INPUT DATA:
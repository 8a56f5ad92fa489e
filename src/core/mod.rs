//! # Core Application Logic
//!
//! This module contains Paneboard's navigation logic.
//! It knows nothing about any specific UI technology.
//!
//! ```text
//!                    ┌─────────────────────────┐
//!                    │         CORE            │
//!                    │  (this module)          │
//!                    │                         │
//!                    │  • State (snapshot)     │
//!                    │  • Action (events)      │
//!                    │  • update() (reducer)   │
//!                    │                         │
//!                    │  No I/O. No UI. Pure.   │
//!                    └───────────┬─────────────┘
//!                                │
//!                                ▼
//!                         ┌────────────┐
//!                         │    TUI     │
//!                         │  Adapter   │
//!                         │ (ratatui)  │
//!                         └────────────┘
//! ```
//!
//! ## Modules
//!
//! - [`state`]: The `App` snapshot: cursors, focus, viewport
//! - [`action`]: The `Action` enum and the `update()` reducer
//! - [`feed`]: Navigation labels and feed entries (the data source)
//! - [`config`]: Config file loading and override resolution

pub mod action;
pub mod config;
pub mod feed;
pub mod state;

pub use action::{Action, Effect, update};
pub use state::{App, Pane};
//! Application entry point for the `codemetal-airwatch` backend service.
//!
//! This binary orchestrates the full startup sequence for the air quality
//! dashboard API, including:
//! - Loading configuration from environment variables or `.env`
//! - Initializing structured logging/tracing
//! - Mounting all API routes via the `routes` gateway (EMBP pattern)
//! - Binding the Axum HTTP server and serving requests
//!
//! # Environment Variables
//! - `WAQI_TOKEN` (**required**) – WAQI API token
//! - `WAQI_BOUNDS` (optional) – monitored region (default: Delhi NCR)
//! - `HTTP_PORT` (optional) – listen port (default: 8080)
//! - `AXUM_LOG_LEVEL` (optional) – log verbosity (default: `debug`)
//! - `AXUM_SPAN_EVENTS` (optional) – span event mode for tracing
//!
//! See `config.rs` for the full list.
use std::{env, net::SocketAddr};

use anyhow::{anyhow, Result};
use axum::Router;
use dotenvy::dotenv;
use is_terminal::IsTerminal;
use tracing_subscriber::filter::EnvFilter;
use tracing_subscriber::fmt::format::FmtSpan;

use airwatch::{config, routes};

// ---

#[tokio::main]
async fn main() -> Result<()> {
    // ---
    init_tracing();
    dotenv().ok();

    let cfg = config::load_from_env()?;
    cfg.log_config();

    let port = u16::try_from(cfg.http_port)
        .map_err(|_| anyhow!("HTTP_PORT {} is out of range", cfg.http_port))?;

    // Build app from routes gateway (EMBP)
    let app: Router = routes::router(cfg)?;

    let addr = SocketAddr::from(([0, 0, 0, 0], port));
    tracing::info!("Listening on {}", addr);

    let listener = tokio::net::TcpListener::bind(addr).await?;
    axum::serve(listener, app).await?;

    Ok(())
}

// ---

/// Initialize the global tracing subscriber for structured logging.
///
/// This function configures the [`tracing_subscriber`] with:
/// - Log target, file, and line number output enabled
/// - Color output controlled by TTY detection and `FORCE_COLOR` env var:
///   - `FORCE_COLOR=1|true|yes`: force colors on
///   - `FORCE_COLOR=0|false|no`: force colors off
///   - unset or other values: auto-detect TTY
/// - Span event emission mode controlled by the `AXUM_SPAN_EVENTS` env var:
///   - `"full"`       : emit ENTER, EXIT, and CLOSE events with timing
///   - `"enter_exit"` : emit ENTER and EXIT only
///   - unset or other values: emit CLOSE events only (default)
/// - Log level controlled by `RUST_LOG`, or the `AXUM_LOG_LEVEL` env var
///
/// Called once at startup before any logging macros are invoked.
fn init_tracing() {
    // ---
    let span_events = match env::var("AXUM_SPAN_EVENTS").as_deref() {
        Ok("full") => FmtSpan::FULL,
        Ok("enter_exit") => FmtSpan::ENTER | FmtSpan::EXIT,
        _ => FmtSpan::CLOSE,
    };

    let use_color = match env::var("FORCE_COLOR").as_deref() {
        Ok("1") | Ok("true") | Ok("yes") => true,
        Ok("0") | Ok("false") | Ok("no") => false,
        _ => std::io::stdout().is_terminal(),
    };

    // Use RUST_LOG if available, otherwise fall back to AXUM_LOG_LEVEL
    let env_filter = if env::var("RUST_LOG").is_ok() {
        EnvFilter::from_default_env()
    } else {
        let level = match env::var("AXUM_LOG_LEVEL").ok().as_deref() {
            Some("trace") => "trace",
            Some("debug") => "debug",
            Some("info") => "info",
            Some("warn") => "warn",
            Some("error") => "error",
            _ => "debug",
        };
        EnvFilter::new(format!("{level},hyper=info,reqwest=info"))
    };

    tracing_subscriber::fmt()
        .with_target(true)
        .with_file(true)
        .with_line_number(true)
        .with_span_events(span_events)
        .with_env_filter(env_filter)
        .with_ansi(use_color)
        .compact()
        .init();
}
//! `GET /levels`: the AQI severity bands, for legends and marker colors.

use axum::{routing::get, Json, Router};

use crate::levels::{SeverityBand, BANDS};

pub fn router<S>() -> Router<S>
where
    S: Clone + Send + Sync + 'static,
{
    Router::new().route("/levels", get(handler))
}

async fn handler() -> Json<&'static [SeverityBand]> {
    Json(&BANDS[..])
}
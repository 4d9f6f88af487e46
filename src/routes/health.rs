// src/routes/health.rs
//! API health check endpoint for the Airwatch backend.
//!
//! This module defines the `/health` route used by container orchestrators
//! and CI pipelines to verify that the service is running and able to respond
//! to HTTP requests. It follows the Explicit Module Boundary Pattern (EMBP):
//! - Internal to this file: endpoint handler(s) and related types
//! - Exports to the gateway (`mod.rs`): a subrouter containing the `/health` route

use axum::{routing::get, Json, Router};
use serde::Serialize;

/// JSON response body for the `/health` endpoint.
#[derive(Serialize)]
struct HealthResponse {
    status: &'static str,
}

/// Handle `GET /health`.
///
/// Does not contact the WAQI upstream.
async fn health() -> Json<HealthResponse> {
    Json(HealthResponse { status: "ok" })
}

/// Create a subrouter containing the `/health` route.
///
/// Generic over the application state so it can merge cleanly with the
/// gateway router.
pub fn router<S>() -> Router<S>
where
    S: Clone + Send + Sync + 'static,
{
    Router::new().route("/health", get(health))
}
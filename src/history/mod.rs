//! Synthetic history for stations whose real history is unavailable.
//!
//! - [`hourly`]: 25-point hourly walk ending at an anchor time
//! - [`daily`]: seeded per-day averages over a date range

pub mod daily;
pub mod hourly;

pub use daily::DailyPoint;
pub use hourly::HourlyPoint;

/// Sum of the byte values of an ASCII label such as `"2024-01-31"`.
pub(crate) fn label_char_sum(label: &str) -> u32 {
    label.bytes().map(u32::from).sum()
}

#[cfg(test)]
mod tests {
    // ---
    use super::*;

    #[test]
    fn test_label_char_sum() {
        // ---
        assert_eq!(label_char_sum(""), 0);
        assert_eq!(label_char_sum("A"), 65);
        assert_eq!(label_char_sum("2024-01-01"), 484);
    }
}
// src/routes/history.rs
//! Synthetic history endpoints backing the dashboard charts.
//!
//! - `GET /stations/{id}/hourly`: 25 hourly points ending now or at 23:00 of `?date=`
//! - `GET /stations/{id}/daily`: one point per day over `?start=`/`?end=`
//!
//! Both seed from the station's last known AQI in the shared snapshot.

use axum::{
    extract::Path, extract::Query, extract::State, http::StatusCode, response::IntoResponse,
    routing::get, Json, Router,
};
use chrono::{Local, NaiveDate};
use serde::{Deserialize, Serialize};
use tracing::{debug, info};

use crate::{
    history::{daily, hourly, DailyPoint, HourlyPoint},
    routes::AppState,
    stats::SeriesSummary,
};

/// Longest daily range served in one request.
const MAX_DAILY_SPAN_DAYS: i64 = 3660;

/// Finite baselines at or beyond this magnitude do not fit an `i64` reading.
/// Non-finite ones fall back to the generator default instead.
const MAX_BASELINE_MAGNITUDE: f64 = i64::MAX as f64;

// ---

pub fn router() -> Router<AppState> {
    // ---
    Router::new()
        .route("/stations/{id}/hourly", get(hourly_handler))
        .route("/stations/{id}/daily", get(daily_handler))
}

/// Query parameters for the hourly series
#[derive(Debug, Deserialize)]
pub struct HourlyQuery {
    /// Day to show; absent or today means "the last 24 hours".
    date: Option<NaiveDate>,
    /// Overrides the station's last known AQI as the starting value.
    baseline: Option<f64>,
}

/// Query parameters for the daily series
#[derive(Debug, Deserialize)]
pub struct DailyQuery {
    start: Option<NaiveDate>,
    end: Option<NaiveDate>,
}

#[derive(Debug, Serialize)]
struct Series<P> {
    station_id: i64,
    summary: Option<SeriesSummary>,
    points: Vec<P>,
}

impl<P> Series<P> {
    fn new(station_id: i64, points: Vec<P>, value: impl Fn(&P) -> i64) -> Self {
        // ---
        let values: Vec<i64> = points.iter().map(value).collect();
        Series {
            station_id,
            summary: SeriesSummary::from_values(&values),
            points,
        }
    }
}

async fn hourly_handler(
    Path(id): Path<i64>,
    Query(params): Query<HourlyQuery>,
    State(state): State<AppState>,
) -> impl IntoResponse {
    // ---
    info!("GET /stations/{}/hourly - {:?}", id, params);

    if let Some(b) = params.baseline.filter(|b| b.is_finite() && b.abs() >= MAX_BASELINE_MAGNITUDE) {
        return (StatusCode::BAD_REQUEST, Json(format!("Baseline {} is out of range", b)))
            .into_response();
    }

    let baseline = params
        .baseline
        .or_else(|| state.snapshot.live_aqi(id).map(|aqi| aqi as f64));
    debug!("Hourly baseline for station {}: {:?}", id, baseline);

    let points: Vec<HourlyPoint> = hourly::generate(baseline, params.date);
    (StatusCode::OK, Json(Series::new(id, points, |p| p.value))).into_response()
}

async fn daily_handler(
    Path(id): Path<i64>,
    Query(params): Query<DailyQuery>,
    State(state): State<AppState>,
) -> impl IntoResponse {
    // ---
    info!("GET /stations/{}/daily - {:?}", id, params);

    let today = Local::now().date_naive();
    let (default_start, default_end) = daily::default_window(today, state.config.daily_window_days);
    let start = params.start.unwrap_or(default_start);
    let end = params.end.unwrap_or(default_end);

    if (end - start).num_days() > MAX_DAILY_SPAN_DAYS {
        return (
            StatusCode::BAD_REQUEST,
            Json("Date range is too long"),
        )
            .into_response();
    }

    let live = state.snapshot.live_aqi(id);
    let points: Vec<DailyPoint> = daily::generate(&id.to_string(), start, end, live);

    debug!("GET /stations/{}/daily - Returning {} points", id, points.len());
    (StatusCode::OK, Json(Series::new(id, points, |p| p.value))).into_response()
}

EXERCISE: Quote the data above from the line containing "to HTTP requests." to the line containing "use serde::Serialize;", inclusive, and stop.

WRITTEN ANSWER:
//! to HTTP requests. It follows the Explicit Module Boundary Pattern (EMBP):
//! - Internal to this file: endpoint handler(s) and related types
//! - Exports to the gateway (`mod.rs`): a subrouter containing the `/health` route

use axum::{routing::get, Json, Router};
use serde::Serialize;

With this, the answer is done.